(Materials provided):

Content starts

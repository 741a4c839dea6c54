use thiserror::Error;

use crate::model::{Difficulty, Question};

/// Every tier must carry at least this many questions so a session
/// always has material to loop over.
pub const MIN_POOL_SIZE: usize = 5;

#[derive(Debug, Error, Clone, PartialEq, Eq)]
#[non_exhaustive]
pub enum BankError {
    #[error("{tier} pool needs at least {MIN_POOL_SIZE} questions, got {len}")]
    PoolTooSmall { tier: Difficulty, len: usize },
}

/// Static mapping from difficulty tier to its question pool.
///
/// Pools are fixed at construction and handed out read-only; sessions
/// copy and shuffle them, the bank itself never changes.
#[derive(Debug, Clone, PartialEq, Eq)]
pub struct QuestionBank {
    easy: Vec<Question>,
    medium: Vec<Question>,
    hard: Vec<Question>,
    expert: Vec<Question>,
}

impl QuestionBank {
    /// Build a bank from four tier pools.
    ///
    /// # Errors
    ///
    /// Returns `BankError::PoolTooSmall` if any tier carries fewer than
    /// `MIN_POOL_SIZE` questions.
    pub fn new(
        easy: Vec<Question>,
        medium: Vec<Question>,
        hard: Vec<Question>,
        expert: Vec<Question>,
    ) -> Result<Self, BankError> {
        for (tier, pool) in [
            (Difficulty::Easy, &easy),
            (Difficulty::Medium, &medium),
            (Difficulty::Hard, &hard),
            (Difficulty::Expert, &expert),
        ] {
            if pool.len() < MIN_POOL_SIZE {
                return Err(BankError::PoolTooSmall {
                    tier,
                    len: pool.len(),
                });
            }
        }

        Ok(Self {
            easy,
            medium,
            hard,
            expert,
        })
    }

    /// The read-only question pool for `tier`.
    #[must_use]
    pub fn pool(&self, tier: Difficulty) -> &[Question] {
        match tier {
            Difficulty::Easy => &self.easy,
            Difficulty::Medium => &self.medium,
            Difficulty::Hard => &self.hard,
            Difficulty::Expert => &self.expert,
        }
    }

    /// The built-in HTML quiz content, five questions per tier.
    ///
    /// # Panics
    ///
    /// Panics if the embedded content fails validation, which would be a
    /// programming error in the content tables below.
    #[must_use]
    pub fn builtin() -> Self {
        let easy = build_pool(&[
            (
                "What does HTML stand for?",
                &[
                    "Hyper Text Markup Language",
                    "Home Tool Markup Language",
                    "Hyperlinks and Text Markup Language",
                ],
                0,
            ),
            ("Which tag is used for a paragraph?", &["<p>", "<para>", "<pg>"], 0),
            ("Which tag inserts an image?", &["<img>", "<image>", "<src>"], 0),
            ("Which tag creates a hyperlink?", &["<link>", "<a>", "<href>"], 1),
            ("Which tag creates an unordered list?", &["<ol>", "<ul>", "<li>"], 1),
        ]);
        let medium = build_pool(&[
            (
                "Which attribute contains the URL for a link?",
                &["href", "src", "alt"],
                0,
            ),
            (
                "Where does the <title> tag belong?",
                &["<head>", "<body>", "<footer>"],
                0,
            ),
            ("Which tag groups table rows?", &["<tr>", "<td>", "<th>"], 0),
            (
                "What's the semantic tag for main content?",
                &["<main>", "<section>", "<div>"],
                0,
            ),
            (
                "How do you make text bold in HTML?",
                &["<b>", "<strong>", "Both are acceptable"],
                2,
            ),
        ]);
        let hard = build_pool(&[
            (
                "Which attribute provides alternate text for images?",
                &["alt", "title", "caption"],
                0,
            ),
            (
                "Which tag is used for embedding a video (HTML5)?",
                &["<video>", "<media>", "<embed>"],
                0,
            ),
            (
                "Which tag should contain site navigation links?",
                &["<nav>", "<header>", "<aside>"],
                0,
            ),
            (
                "What is ARIA used for?",
                &[
                    "Accessibility features",
                    "Styling elements",
                    "Database connections",
                ],
                0,
            ),
            (
                "Which element is best for marking up a self-contained composition?",
                &["<article>", "<div>", "<section>"],
                0,
            ),
        ]);
        let expert = build_pool(&[
            (
                "What's the purpose of the 'rel' attribute on <link> tags?",
                &[
                    "Defines relationship/behavior",
                    "Refers to remote resources only",
                    "Sets rendering mode",
                ],
                0,
            ),
            (
                "Which attribute makes an input required in a form?",
                &["required", "must", "validate"],
                0,
            ),
            (
                "Which tag group is valid inside <table> (HTML5)?",
                &[
                    "<caption>, <thead>, <tbody>, <tfoot>",
                    "<section>, <article>",
                    "<nav>, <aside>",
                ],
                0,
            ),
            (
                "Which meta tag sets the viewport for responsive design?",
                &[
                    "<meta name=\"viewport\" content=\"width=device-width, initial-scale=1\">",
                    "<meta name=\"size\">",
                    "<meta name=\"responsive\">",
                ],
                0,
            ),
            (
                "When should you use <button type='submit'> vs <a> links?",
                &[
                    "Forms submit use button, navigation use <a>",
                    "Both are interchangeable",
                    "Use <a> for everything",
                ],
                0,
            ),
        ]);

        Self::new(easy, medium, hard, expert).expect("builtin pools should satisfy bank rules")
    }
}

fn build_pool(entries: &[(&str, &[&str], usize)]) -> Vec<Question> {
    entries
        .iter()
        .map(|(prompt, options, correct)| {
            let options = options.iter().map(|s| (*s).to_owned()).collect();
            Question::new(*prompt, options, *correct)
                .expect("builtin question should be well-formed")
        })
        .collect()
}

#[cfg(test)]
mod tests {
    use super::*;

    #[test]
    fn builtin_bank_has_five_questions_per_tier() {
        let bank = QuestionBank::builtin();
        for tier in Difficulty::ALL {
            assert_eq!(bank.pool(tier).len(), 5, "{tier}");
        }
    }

    #[test]
    fn undersized_pool_is_rejected() {
        let bank = QuestionBank::builtin();
        let mut easy = bank.pool(Difficulty::Easy).to_vec();
        easy.truncate(3);

        let err = QuestionBank::new(
            easy,
            bank.pool(Difficulty::Medium).to_vec(),
            bank.pool(Difficulty::Hard).to_vec(),
            bank.pool(Difficulty::Expert).to_vec(),
        )
        .unwrap_err();
        assert!(matches!(
            err,
            BankError::PoolTooSmall {
                tier: Difficulty::Easy,
                len: 3
            }
        ));
    }
}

Content ends

(Instructions for the task): Tally up the lines holding the word "Language" in the data above, and answer with that figure only.

(Answer to this problem): 3